Celebrates the return of that who was once dead to the Land.

Like the Land once had done for me.

And I find myself to be unable to rid myself of this feeling, this love, this love that I do not want, that I do not deserve.

Because it was I who pulled the trigger, wasn't it?

And here I sit, in front of my camp with the infected band hurting and pulsing around my wrist, the band that I have not cured.
Even when the Source offered to bandage my wrist, forgiving me for Todd.

But I could not take it.

I do not deserve it.

And so it hurts here, as a reminder, a reminder of what could've been. Of the first and greatest mistake I have made in my role as the Sky, a mistake that could have destroyed the Land.

And what a failure of a Sky I would have been.

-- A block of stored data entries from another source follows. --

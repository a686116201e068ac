pub mod optimization;
pub mod pattern;
pub mod validation;

pub use optimization::OptimizationEngine;
pub use pattern::{ImpactTier, LoadBucket, PatternRecognitionEngine, CANDIDATE_STRATEGIES, impact_tier, load_bucket};
pub use validation::ValidationFramework;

But fate deemed fit to return him to this world and rectify my mistake, and although I am forgiven, I do not feel forgiven. Especially as there is still one who does not forgive me.
The Knife's one in particular, Viola.

So how can I forgive myself? What possibly could lift the burden on my wrist, the band that still streaks '1017' on my terribly discoloured arm?

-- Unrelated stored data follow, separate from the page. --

impl OptimizationEngine {
    pub fn new(config: EngineConfig) -> Self {
        let learning_enabled = config.learning_enabled;
        Self {
            config,
            disposed: AtomicBool::new(false),
            learning_enabled: AtomicBool::new(learning_enabled),
            pending: RwLock::new(Vec::new()),
            history: RwLock::new(VecDeque::new()),
            model_stats: RwLock::new(ModelStatistics {
                accuracy: 0.0,
                f1_score: 0.0,
                training_data_points: 0,
                last_retrained: Utc::now(),
                average_prediction_time_ms: 0.0,
            }),
        }
    }

    fn ensure_not_disposed(&self) -> Result<()> {
        if self.disposed.load(Ordering::SeqCst) {
            return Err(Error::Disposed);
        }
        Ok(())
    }

    pub fn is_disposed(&self) -> bool {
        self.disposed.load(Ordering::SeqCst)
    }

    /// Idempotent: disposing an already-disposed engine is a no-op, not an
    /// error. Pending, not-yet-retrained predictions are dropped.
    pub async fn dispose(&self) {
        if self.disposed.swap(true, Ordering::SeqCst) {
            return;
        }
        self.pending.write().await.clear();
    }

    pub async fn set_learning_mode(&self, enabled: bool) -> Result<()> {
        self.ensure_not_disposed()?;
        self.learning_enabled.store(enabled, Ordering::SeqCst);
        Ok(())
    }

    /// Scores a single request type's learned pattern against its recent
    /// execution metrics.
    pub fn analyze_request(
        &self,
        metrics: &ExecutionMetrics,
        best_pattern: Option<(Strategy, f32)>,
    ) -> Result<OptimizationRecommendation> {
        self.ensure_not_disposed()?;
        metrics.validate()?;

        if metrics.total_executions < self.config.min_executions_for_analysis as u64 {
            return Ok(OptimizationRecommendation::none(format!(
                "only {} execution(s) recorded, need at least {}",
                metrics.total_executions, self.config.min_executions_for_analysis
            )));
        }

        let Some((strategy, confidence)) = best_pattern else {
            return Ok(OptimizationRecommendation::none(
                "no learned pattern for this request type yet",
            ));
        };

        if confidence < self.config.min_confidence_score {
            return Ok(OptimizationRecommendation::none(format!(
                "best candidate {strategy:?} has confidence {confidence:.2}, below the {:.2} threshold",
                self.config.min_confidence_score
            )));
        }

        let gain_fraction = confidence as f64 * max_gain_fraction(strategy);
        let estimated_improvement_ms = metrics.average_execution_time_ms * gain_fraction;
        let estimated_gain_percent = (gain_fraction * 100.0) as f32;
        let risk = risk_for_strategy(strategy);
        let priority = priority_for(confidence, estimated_gain_percent);

        let recommendation = OptimizationRecommendation {
            strategy,
            confidence,
            estimated_improvement_ms,
            reasoning: format!(
                "{strategy:?} selected with pattern confidence {confidence:.2} over {} executions averaging {:.1}ms",
                metrics.total_executions, metrics.average_execution_time_ms
            ),
            priority,
            risk,
            estimated_gain_percent,
        };
        recommendation.validate().map_err(|e| Error::Internal(e.to_string()))?;
        Ok(recommendation)
    }

    /// Scales the batch size toward `max_batch_size` as CPU headroom grows,
    /// never dropping below `default_batch_size`.
    pub fn predict_optimal_batch_size(&self, current_load: &SystemLoadMetrics) -> Result<u32> {
        self.ensure_not_disposed()?;
        let headroom = (1.0 - current_load.cpu_utilization as f64).clamp(0.0, 1.0);
        let span = (self.config.max_batch_size.max(self.config.default_batch_size)
            - self.config.default_batch_size) as f64;
        let scaled = self.config.default_batch_size as f64 + headroom * span;
        Ok(scaled.round() as u32)
    }

    /// Whether a response is worth caching given observed access frequency
    /// and a predicted hit rate, under a per-request-type policy.
    pub fn should_cache(
        &self,
        access_frequency: f32,
        predicted_hit_rate: f32,
        policy: &CachingPolicy,
    ) -> Result<CachingRecommendation> {
        self.ensure_not_disposed()?;
        let should_cache = policy.enable_ai_analysis
            && access_frequency >= policy.min_access_frequency
            && predicted_hit_rate >= policy.min_predicted_hit_rate;

        let ttl_seconds = if policy.use_dynamic_ttl {
            let boost = (predicted_hit_rate * 2.0).max(1.0);
            (policy.default_ttl_seconds as f32 * boost) as u64
        } else {
            policy.default_ttl_seconds
        };

        Ok(CachingRecommendation {
            should_cache,
            ttl_seconds,
            scope: policy.preferred_scope,
            predicted_hit_rate,
        })
    }

    /// Records the outcome of an applied strategy. Predictions accumulate in
    /// a pending batch; once `minimum_predictions_for_retraining` have
    /// landed, the batch is drained into `patterns.retrain`. A disabled
    /// learning mode records nothing.
    pub async fn learn_from_execution(
        &self,
        patterns: &PatternRecognitionEngine,
        request_type: &RequestType,
        applied_strategies: Vec<Strategy>,
        actual_improvement_ms: f64,
        metrics: ExecutionMetrics,
    ) -> Result<()> {
        self.ensure_not_disposed()?;
        if !self.learning_enabled.load(Ordering::SeqCst) {
            return Ok(());
        }

        let prediction = PredictionResult {
            request_type: request_type.clone(),
            predicted_strategies: applied_strategies,
            actual_improvement_ms,
            timestamp: Utc::now(),
            metrics,
        };

        {
            let mut history = self.history.write().await;
            history.push_back(prediction.clone());
            while history.len() > self.config.max_history_size {
                history.pop_front();
            }
        }

        let batch = {
            let mut pending = self.pending.write().await;
            pending.push(prediction);
            if pending.len() >= self.config.minimum_predictions_for_retraining as usize {
                Some(std::mem::take(&mut *pending))
            } else {
                None
            }
        };

        if let Some(batch) = batch {
            let started = std::time::Instant::now();
            patterns.retrain(Some(&batch)).await?;
            let elapsed_ms = started.elapsed().as_secs_f64() * 1000.0;

            let successes = batch
                .iter()
                .filter(|p| p.metrics.success_rate() >= 0.5)
                .count() as f64;
            let rate = successes / batch.len() as f64;

            let mut stats = self.model_stats.write().await;
            stats.training_data_points += batch.len() as u64;
            stats.accuracy = rate;
            stats.f1_score = rate;
            stats.last_retrained = Utc::now();
            stats.average_prediction_time_ms = elapsed_ms;
        }

        Ok(())
    }

    pub async fn get_model_statistics(&self) -> Result<ModelStatistics> {
        self.ensure_not_disposed()?;
        Ok(self.model_stats.read().await.clone())
    }

    /// Builds bottleneck/opportunity findings from a load snapshot and
    /// configured thresholds, and attaches the most recently learned
    /// predictions. CPU, memory and error-rate saturation are bottlenecks;
    /// repeat-request rate, small batch sizes and database pool pressure are
    /// opportunities, never bottlenecks - they describe unused headroom, not
    /// active failure.
    pub async fn get_system_insights(
        &self,
        analysis_period_seconds: i64,
        current_load: &SystemLoadMetrics,
        thresholds: &InsightsThresholds,
        health_score: f64,
        grade: PerformanceGrade,
    ) -> Result<SystemPerformanceInsights> {
        self.ensure_not_disposed()?;

        let mut bottlenecks = Vec::new();
        if current_load.cpu_utilization as f64 >= thresholds.cpu_critical {
            bottlenecks.push(Bottleneck {
                component: "CPU".into(),
                severity: Severity::Critical,
                description: format!("CPU utilization at {:.0}%", current_load.cpu_utilization * 100.0),
            });
        } else if current_load.cpu_utilization as f64 >= thresholds.cpu_high {
            bottlenecks.push(Bottleneck {
                component: "CPU".into(),
                severity: Severity::High,
                description: format!("CPU utilization at {:.0}%", current_load.cpu_utilization * 100.0),
            });
        }
        if current_load.memory_utilization as f64 >= thresholds.memory_critical {
            bottlenecks.push(Bottleneck {
                component: "Memory".into(),
                severity: Severity::Critical,
                description: format!(
                    "Memory utilization at {:.0}%",
                    current_load.memory_utilization * 100.0
                ),
            });
        } else if current_load.memory_utilization as f64 >= thresholds.memory_high {
            bottlenecks.push(Bottleneck {
                component: "Memory".into(),
                severity: Severity::High,
                description: format!(
                    "Memory utilization at {:.0}%",
                    current_load.memory_utilization * 100.0
                ),
            });
        }
        if current_load.error_rate as f64 >= thresholds.error_rate_critical {
            bottlenecks.push(Bottleneck {
                component: "Application".into(),
                severity: Severity::Critical,
                description: format!("Error rate at {:.1}%", current_load.error_rate * 100.0),
            });
        } else if current_load.error_rate as f64 >= thresholds.error_rate_high {
            bottlenecks.push(Bottleneck {
                component: "Application".into(),
                severity: Severity::High,
                description: format!("Error rate at {:.1}%", current_load.error_rate * 100.0),
            });
        }

        let mut opportunities = Vec::new();
        if current_load.repeat_request_rate as f64 > thresholds.repeat_rate_opportunity {
            opportunities.push(Opportunity {
                title: "Implement Response Caching".into(),
                description: format!(
                    "{:.0}% of requests repeat an already-seen key",
                    current_load.repeat_request_rate * 100.0
                ),
                priority: Priority::Medium,
            });
        }
        if (current_load.average_batch_size as f64) < thresholds.batch_size_opportunity {
            opportunities.push(Opportunity {
                title: "Implement Request Batching".into(),
                description: format!(
                    "average batch size is {:.1}, below the {:.1} target",
                    current_load.average_batch_size, thresholds.batch_size_opportunity
                ),
                priority: Priority::Medium,
            });
        }
        if current_load.database_pool_utilization as f64 > thresholds.db_pool_opportunity {
            opportunities.push(Opportunity {
                title: "Optimize Database Connection Pooling".into(),
                description: format!(
                    "database pool utilization at {:.0}%",
                    current_load.database_pool_utilization * 100.0
                ),
                priority: Priority::Medium,
            });
        }

        let predictions: Vec<PredictionResult> = self.history.read().await.iter().rev().take(20).cloned().collect();

        let mut key_metrics = HashMap::new();
        key_metrics.insert("cpu_utilization".to_string(), current_load.cpu_utilization as f64);
        key_metrics.insert(
            "memory_utilization".to_string(),
            current_load.memory_utilization as f64,
        );
        key_metrics.insert("error_rate".to_string(), current_load.error_rate as f64);
        key_metrics.insert("throughput_rps".to_string(), current_load.throughput_rps as f64);
        key_metrics.insert("health_score".to_string(), health_score);

        Ok(SystemPerformanceInsights {
            analysis_period_seconds,
            analysis_time: Utc::now(),
            health_score,
            performance_grade: grade,
            bottlenecks,
            opportunities,
            predictions,
            key_metrics,
        })
    }
}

And I know the answer to my question before I even think it.

But I do not hope. I don't deserve that hope.

Because hope is a delicate thing, and the fulfilment of that hope is the greatest absolution of sin.

And I can not let myself take that hope.

I hear some rustling on the front door of my little cavern-room and the pulling back of drapes, I turn around, ready to scold whoever comes in, to tell them that the Sky does not want to be disturbed.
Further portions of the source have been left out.